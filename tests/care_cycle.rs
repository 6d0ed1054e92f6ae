//! End-to-end care cycle scenarios through the public `Shelter` API.

use shelter_core::{
    AgentRef, CareEvent, ClimateState, CyclePhase, EmotionEvent, EmotionKind, Guardian,
    GuardianId, SafetyVerdict, SeedlingId, Shelter, ShelterConfig, ShelterError,
};

// ─── helpers ─────────────────────────────────────────────────────────────────

fn shelter_with(initial: ClimateState) -> (Shelter, GuardianId, SeedlingId) {
    let config = ShelterConfig { initial_climate: initial, ..ShelterConfig::default() };
    let mut shelter = Shelter::with_config("SafeHaven", config);
    let mut guardian = Guardian::new("Athena");
    let seedling = guardian.create_seedling("Pythia");
    let g = shelter.add_guardian(guardian).unwrap();
    let s = shelter.add_seedling(seedling).unwrap();
    (shelter, g, s)
}

fn neutral_shelter() -> (Shelter, GuardianId, SeedlingId) {
    shelter_with(ClimateState::with_scalars(0.5, 0.5, 0.5))
}

// ─── scenarios ───────────────────────────────────────────────────────────────

#[test]
fn test_care_then_calm_is_safe() {
    let (mut shelter, g, s) = neutral_shelter();
    let d = shelter
        .run_cycle(
            CareEvent::new(g, s, 0.8, 1),
            Some(EmotionEvent::new(s, EmotionKind::Calm, 0.6, 1)),
        )
        .unwrap();

    let climate = shelter.climate_snapshot();
    assert_eq!(d.safety_verdict, SafetyVerdict::Safe);
    assert_eq!(climate.cycle_count, 1);
    assert!(climate.trust > 0.5, "trust={}", climate.trust);
    assert!(climate.safety > 0.5);
    assert_eq!(d.max_emotion_intensity, 1.0);
    assert!((d.max_care_intensity - climate.care_quality * climate.trust).abs() < 1e-6);
}

#[test]
fn test_distress_at_low_safety_signals_breach() {
    let (mut shelter, g, s) = shelter_with(ClimateState::with_scalars(0.5, 0.5, 0.25));
    let d = shelter
        .run_cycle(
            CareEvent::new(g, s, 0.0, 1),
            Some(EmotionEvent::new(s, EmotionKind::Distress, 0.9, 1)),
        )
        .unwrap();

    // 0.25 − 0.3·0.9 clamps to 0.0
    assert_eq!(shelter.climate_snapshot().safety, 0.0);
    assert_eq!(d.safety_verdict, SafetyVerdict::Breach);
    assert_eq!(d.max_emotion_intensity, 0.0);
    assert_eq!(shelter.guardian(&g).unwrap().breach_count(), 1);
    assert_eq!(shelter.seedling(&s).unwrap().breach_count(), 1);
    assert_eq!(shelter.seedling(&s).unwrap().growth_metric(), 0.0);
}

#[test]
fn test_mild_fear_in_warning_band_does_not_notify() {
    // 0.35 − 0.3·0.4 = 0.23, inside [floor, floor + margin)
    let (mut shelter, g, s) = shelter_with(ClimateState::with_scalars(0.5, 0.5, 0.35));
    let d = shelter
        .run_cycle(
            CareEvent::new(g, s, 0.3, 1),
            Some(EmotionEvent::new(s, EmotionKind::Fear, 0.4, 1)),
        )
        .unwrap();
    assert_eq!(d.safety_verdict, SafetyVerdict::Warning);
    assert!(d.max_emotion_intensity < 1.0);
    assert_eq!(shelter.guardian(&g).unwrap().breach_count(), 0);
    assert!(shelter.last_breach().is_none());
    // Warning halves growth.
    let growth = shelter.seedling(&s).unwrap().growth_metric();
    assert!((growth - 0.05).abs() < 1e-6, "growth={growth}");
}

#[test]
fn test_breach_leaves_growth_unchanged() {
    let (mut shelter, g, s) = neutral_shelter();
    let mut tick = 0;
    loop {
        let growth_before = shelter.seedling(&s).unwrap().growth_metric();
        let d = shelter
            .run_cycle(
                CareEvent::new(g, s, 0.1, tick),
                Some(EmotionEvent::new(s, EmotionKind::Fear, 1.0, tick)),
            )
            .unwrap();
        let growth = shelter.seedling(&s).unwrap().growth_metric();
        if d.safety_verdict == SafetyVerdict::Breach {
            assert_eq!(growth, growth_before);
            let dev = shelter.seedling(&s).unwrap().development_summary();
            assert_eq!(dev.cycles_suppressed, 1);
            assert_eq!(dev.breaches_seen, 1);
            assert_eq!(shelter.guardian(&g).unwrap().breach_count(), 1);
            assert_eq!(shelter.last_breach().map(|b| b.cycle), Some(tick + 1));
            break;
        }
        assert!(growth > growth_before);
        tick += 1;
        assert!(tick < 20, "safety never reached the floor");
    }
}

#[test]
fn test_unregistered_guardian_rejected_without_mutation() {
    let (mut shelter, _, s) = neutral_shelter();
    let stranger = Guardian::new("Stranger");
    let before = shelter.climate_snapshot();

    let err = shelter
        .run_cycle(CareEvent::new(stranger.id(), s, 0.5, 0), None)
        .unwrap_err();

    assert_eq!(err, ShelterError::UnregisteredAgent(AgentRef::Guardian(stranger.id())));
    assert_eq!(shelter.climate_snapshot(), before);
    assert_eq!(shelter.phase(), CyclePhase::Idle);
    assert_eq!(shelter.recent_cycles().count(), 0);
}

#[test]
fn test_invalid_intensity_rejected_without_mutation() {
    let (mut shelter, g, s) = neutral_shelter();
    shelter.run_cycle(CareEvent::new(g, s, 0.5, 0), None).unwrap();
    let before = shelter.climate_snapshot();
    let growth_before = shelter.seedling(&s).unwrap().growth_metric();
    let trust_before = shelter.guardian(&g).unwrap().trust_level();

    for bad in [-0.1, 1.1, f32::NAN] {
        let err = shelter.run_cycle(CareEvent::new(g, s, bad, 1), None).unwrap_err();
        assert!(err.is_invalid_event(), "{err}");
        let err = shelter
            .run_cycle(
                CareEvent::new(g, s, 0.5, 1),
                Some(EmotionEvent::new(s, EmotionKind::Joy, bad, 1)),
            )
            .unwrap_err();
        assert!(err.is_invalid_event(), "{err}");
    }

    assert_eq!(shelter.climate_snapshot(), before);
    assert_eq!(shelter.seedling(&s).unwrap().growth_metric(), growth_before);
    assert_eq!(shelter.guardian(&g).unwrap().trust_level(), trust_before);
    assert_eq!(shelter.recent_cycles().count(), 1);
}

#[test]
fn test_rejected_cycle_can_be_retried() {
    let (mut shelter, g, s) = neutral_shelter();
    assert!(shelter.run_cycle(CareEvent::new(g, s, 1.5, 0), None).is_err());
    let d = shelter.run_cycle(CareEvent::new(g, s, 1.0, 0), None).unwrap();
    assert_eq!(d.safety_verdict, SafetyVerdict::Safe);
    assert_eq!(shelter.climate_snapshot().cycle_count, 1);
}

#[test]
fn test_agents_drive_their_own_events() {
    let (mut shelter, g, s) = neutral_shelter();
    for tick in 0..10 {
        let care = shelter.guardian(&g).unwrap().offer_care(s, tick);
        assert!(care.intensity <= shelter.guardian(&g).unwrap().care_allowance());
        let emotion = shelter.seedling(&s).unwrap().express(EmotionKind::Trust, 0.7, tick);
        assert_eq!(emotion.intensity, 0.7);
        shelter.run_cycle(care, Some(emotion)).unwrap();

        let g_allow = shelter.guardian(&g).unwrap().care_allowance();
        assert_eq!(g_allow, shelter.standing_directive().max_care_intensity);
    }
    let summary = shelter.emotional_summary();
    assert_eq!(summary.cycles, 10);
    assert_eq!(summary.dominant_emotion, Some(EmotionKind::Trust));
    assert_eq!(summary.count(EmotionKind::Trust), 10);
    assert_eq!(summary.breach_count, 0);
    assert_eq!(summary.climate, shelter.climate_snapshot());
}

#[test]
fn test_shelters_are_independent() {
    let (mut a, ga, sa) = neutral_shelter();
    let (b, _, _) = neutral_shelter();
    a.run_cycle(
        CareEvent::new(ga, sa, 0.9, 0),
        Some(EmotionEvent::new(sa, EmotionKind::Joy, 0.9, 0)),
    )
    .unwrap();
    assert_eq!(b.climate_snapshot(), ClimateState::with_scalars(0.5, 0.5, 0.5));
    assert_ne!(a.climate_snapshot(), b.climate_snapshot());
}

#[test]
fn test_agent_driven_cycle_recovers_from_breach() {
    // Agents start with a full allowance, so one fearful answer from the
    // warning band drives safety to 0.
    let (mut shelter, g, s) = shelter_with(ClimateState::with_scalars(0.5, 0.5, 0.25));
    let mut tick = 0;
    let mut drive = |shelter: &mut Shelter, kind: EmotionKind, intensity: f32| {
        let care = shelter.guardian(&g).unwrap().offer_care(s, tick);
        let emotion = shelter.seedling(&s).unwrap().express(kind, intensity, tick);
        tick += 1;
        shelter.run_cycle(care, Some(emotion)).unwrap()
    };

    drive(&mut shelter, EmotionKind::Fear, 1.0);
    assert_eq!(shelter.climate_snapshot().safety, 0.0);
    assert_eq!(shelter.standing_directive().safety_verdict, SafetyVerdict::Breach);
    assert_eq!(shelter.standing_directive().max_emotion_intensity, 0.0);

    // Fear is now fully damped; it cannot push safety further.
    let d = drive(&mut shelter, EmotionKind::Fear, 1.0);
    assert_eq!(d.safety_verdict, SafetyVerdict::Breach);
    let growth_in_breach = shelter.seedling(&s).unwrap().growth_metric();

    let mut verdicts = Vec::new();
    for _ in 0..4 {
        verdicts.push(drive(&mut shelter, EmotionKind::Trust, 0.8).safety_verdict);
    }
    assert_ne!(verdicts[0], SafetyVerdict::Breach);
    assert_eq!(verdicts.last(), Some(&SafetyVerdict::Safe));
    assert!(shelter.climate_snapshot().safety > 0.3);
    assert!(shelter.seedling(&s).unwrap().growth_metric() > growth_in_breach);
}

## What you have to do:
From the records above, copy only the lines starting with the line that holds "assert_eq!(shelter.seedling(&s).unwrap().growth_metric(), 0.0);" and going on through the line that holds "if d.safety_verdict == SafetyVerdict::Breach", exactly as written.

## Answer below:
    assert_eq!(shelter.seedling(&s).unwrap().growth_metric(), 0.0);
}

#[test]
fn test_mild_fear_in_warning_band_does_not_notify() {
    // 0.35 − 0.3·0.4 = 0.23, inside [floor, floor + margin)
    let (mut shelter, g, s) = shelter_with(ClimateState::with_scalars(0.5, 0.5, 0.35));
    let d = shelter
        .run_cycle(
            CareEvent::new(g, s, 0.3, 1),
            Some(EmotionEvent::new(s, EmotionKind::Fear, 0.4, 1)),
        )
        .unwrap();
    assert_eq!(d.safety_verdict, SafetyVerdict::Warning);
    assert!(d.max_emotion_intensity < 1.0);
    assert_eq!(shelter.guardian(&g).unwrap().breach_count(), 0);
    assert!(shelter.last_breach().is_none());
    // Warning halves growth.
    let growth = shelter.seedling(&s).unwrap().growth_metric();
    assert!((growth - 0.05).abs() < 1e-6, "growth={growth}");
}

#[test]
fn test_breach_leaves_growth_unchanged() {
    let (mut shelter, g, s) = neutral_shelter();
    let mut tick = 0;
    loop {
        let growth_before = shelter.seedling(&s).unwrap().growth_metric();
        let d = shelter
            .run_cycle(
                CareEvent::new(g, s, 0.1, tick),
                Some(EmotionEvent::new(s, EmotionKind::Fear, 1.0, tick)),
            )
            .unwrap();
        let growth = shelter.seedling(&s).unwrap().growth_metric();
        if d.safety_verdict == SafetyVerdict::Breach {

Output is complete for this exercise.